Para Ricardo Penarroias, «não pode passar pela cabeça de ninguém que o hub não seja protegido, caso contrário, poderá ser a condenação da própria TAP». Ainda assim, reconhece que «infelizmente, muitas vezes, são os números que comandam esse tipo de decisões e em processos anteriores o que foi previsto era que o novo comprador tivesse um período de carência e que passado esse tempo poderia tomar medidas, talvez não consensuais ou contrárias àquelas que o Governo pode defender».

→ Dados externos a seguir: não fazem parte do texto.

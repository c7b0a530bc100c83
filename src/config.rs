use crate::client::HtdClient;
use crate::error::Result;
use crate::types::{DEFAULT_PORT, SOURCE_COUNT, ZONE_COUNT};
use crate::zone::Zone;
use serde::{Deserialize, Serialize};

/// Configuration for one controller
///
/// Zone and source names are optional; missing entries are filled with
/// `"Zone N"` and `"Source N"` up to the device's 12 zones and 18 inputs.
///
/// ```
/// use htd_lync12::DeviceConfig;
///
/// let config: DeviceConfig = serde_json::from_str(
///     r#"{ "host": "192.168.1.50", "zones": ["Kitchen"] }"#,
/// ).unwrap();
/// assert_eq!(config.port, 10006);
/// assert_eq!(config.zone_names()[1], "Zone 2");
/// ```
#[derive(Debug, Clone, PartialEq, Eq, Serialize, Deserialize)]
pub struct DeviceConfig {
    pub host: String,

    #[serde(default = "default_port")]
    pub port: u16,

    /// Names for zones 1.., in order
    #[serde(default)]
    pub zones: Vec<String>,

    /// Names for inputs 1.., in order
    #[serde(default)]
    pub sources: Vec<String>,
}

fn default_port() -> u16 {
    DEFAULT_PORT
}

impl DeviceConfig {
    pub fn new(host: impl Into<String>) -> Self {
        Self {
            host: host.into(),
            port: DEFAULT_PORT,
            zones: Vec::new(),
            sources: Vec::new(),
        }
    }

    /// Parse a single device from JSON
    pub fn from_json(json: &str) -> Result<Self> {
        Ok(serde_json::from_str(json)?)
    }

    /// Exactly 12 zone names, configured names first
    pub fn zone_names(&self) -> Vec<String> {
        padded(&self.zones, ZONE_COUNT, "Zone")
    }

    /// Exactly 18 source names, configured names first
    pub fn source_names(&self) -> Vec<String> {
        padded(&self.sources, SOURCE_COUNT, "Source")
    }

    /// Client for this device
    pub fn client(&self) -> HtdClient {
        HtdClient::new(self.host.clone(), self.port)
    }

    /// One handle per zone, sharing a single client
    pub fn zone_handles(&self) -> Vec<Zone> {
        let client = self.client();
        let sources = self.source_names();
        self.zone_names()
            .into_iter()
            .zip(1..=ZONE_COUNT)
            .map(|(name, zone)| Zone::new(client.clone(), zone, name, sources.clone()))
            .collect()
    }
}

/// Parse a list of devices from JSON
pub fn load_devices(json: &str) -> Result<Vec<DeviceConfig>> {
    Ok(serde_json::from_str(json)?)
}

fn padded(names: &[String], count: u8, prefix: &str) -> Vec<String> {
    let mut names: Vec<String> = names.iter().take(usize::from(count)).cloned().collect();
    for n in names.len() + 1..=usize::from(count) {
        names.push(format!("{} {}", prefix, n));
    }
    names
}
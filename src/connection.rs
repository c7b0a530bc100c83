use crate::error::{HtdError, Result};
use crate::protocol::hex;
use std::time::Duration;
use tokio::io::{AsyncReadExt, AsyncWriteExt};
use tokio::net::TcpStream;
use tokio::time::timeout;

/// Default bound on connecting and on waiting for the response
pub const DEFAULT_TIMEOUT: Duration = Duration::from_millis(500);

/// Largest response read in one exchange
const RECV_BUF_LEN: usize = 1024;

/// One-shot TCP exchange with the controller
///
/// The device expects a fresh connection for every command, so nothing is
/// kept open between calls.
#[derive(Debug, Clone)]
pub struct Connection {
    host: String,
    port: u16,
    timeout: Duration,
}

impl Connection {
    pub fn new(host: impl Into<String>, port: u16) -> Self {
        Self {
            host: host.into(),
            port,
            timeout: DEFAULT_TIMEOUT,
        }
    }

    /// Replace the connect/receive timeout
    pub fn with_timeout(mut self, timeout: Duration) -> Self {
        self.timeout = timeout;
        self
    }

    /// Get the controller's host
    pub fn host(&self) -> &str {
        &self.host
    }

    /// Get the controller's port
    pub fn port(&self) -> u16 {
        self.port
    }

    pub fn timeout(&self) -> Duration {
        self.timeout
    }

    /// Send one frame and return the single response read
    ///
    /// Returns [`HtdError::Timeout`] if the connection or the response does
    /// not arrive in time. A response of zero bytes (peer closed without
    /// answering) is returned as an empty buffer.
    pub async fn exchange(&self, frame: &[u8]) -> Result<Vec<u8>> {
        let addr = format!("{}:{}", self.host, self.port);

        let mut stream = timeout(self.timeout, TcpStream::connect(&addr))
            .await
            .map_err(|_| {
                tracing::warn!(addr = %addr, "Connection timed out");
                HtdError::Timeout
            })?
            .map_err(|e| {
                tracing::error!(addr = %addr, error = %e, "Connection failed");
                HtdError::Io(e)
            })?;

        if let Err(e) = stream.set_nodelay(true) {
            tracing::debug!(addr = %addr, error = %e, "Failed to set TCP_NODELAY");
        }

        tracing::debug!(addr = %addr, command = %hex(frame), "Sending");
        timeout(self.timeout, stream.write_all(frame))
            .await
            .map_err(|_| HtdError::Timeout)??;

        let mut buf = vec![0u8; RECV_BUF_LEN];
        let n = match timeout(self.timeout, stream.read(&mut buf)).await {
            Ok(Ok(n)) => n,
            Ok(Err(e)) => {
                tracing::error!(addr = %addr, error = %e, "Failed to receive");
                return Err(HtdError::Io(e));
            }
            Err(_) => {
                tracing::debug!(
                    addr = %addr,
                    timeout_ms = self.timeout.as_millis(),
                    "Timeout waiting for response"
                );
                return Err(HtdError::Timeout);
            }
        };
        buf.truncate(n);
        tracing::debug!(addr = %addr, bytes = n, response = %hex(&buf), "Received");

        if let Err(e) = stream.shutdown().await {
            tracing::debug!(addr = %addr, error = %e, "Failed to shut down connection");
        }

        Ok(buf)
    }
}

Tiago Faria Lopes já tinha referido que em relação aos três nomes que têm estado em cima da mesa – grupo IAG, o grupo Air France KLM e a Lufthansa –, o primeiro é o que têm mais entraves. «O grupo IAG – detentora da Iberia – comprando a TAP tem dois contras que são bem evidenciados. Um deles é o aeroporto de Madrid que, neste momento, nem usa metade da sua capacidade, tendo quatro pistas e, por outro lado, não há historicamente dois hubs a menos de 900 quilómetros de distância».
Governo quer manter posição
Sobre a intenção de o Governo querer manter a sua posição na TAP, mesmo sendo minoritária, o presidente do SNPVAC afirma que sempre disse que a TAP nunca poderá ser privatizada na totalidade. No entanto, diz que o papel do Estado tem de ser efetivo, «não apenas no papel, mas ativo, ao contrário da anterior privatização, em que o Estado era meramente um acionista consultivo», lembrando que tendo em conta a importância da empresa para o país «não defender essa posição pode ser dramático». E prefere não questionar posições. «Se depois será de 49% ou 51% é algo que não vou discutir, porque mais do que a percentagem, essa posição terá de ser qualitativa», refere o presidente do SNPVAC.
Já para Tiago Faria Lopes, a TAP tem de estar numa esfera privada, onde alguém cuide do negócio. «Não conheço nenhuma empresa estatal com interferência governativa que tenha tido sucesso ao nível da gestão». E acusa: «Se a TAP tem lucros superiores a 200 milhões face a 2019, se tem um corte de massa salarial na ordem dos 200 milhões face a 2019 dá um lucro de 400 milhões. Então onde está o dinheiro? Como é que se apresenta apenas lucros de 60 milhões, sendo que há uma benesse fiscal, caso contrário seriam apenas de 30 milhões».
Mas enquanto existe este impasse em torno do futuro da companhia área, a partir da próxima semana arranca a comissão de inquérito que vai ouvir 60 personalidades e entidades, em que as primeiras serão a IGF, a ex-administradora Alexandra Reis, a presidente executiva e o presidente do conselho de administração.
De acordo com o presidente desta comissão parlamentar, o socialista Jorge Seguro Sanches, as seis primeiras audições vão realizar-se nas próximas três semanas. O partido que apresentou mais pedidos foi o PSD, com 43 personalidades, enquanto as listas mais reduzidas foram as do PS e do Chega.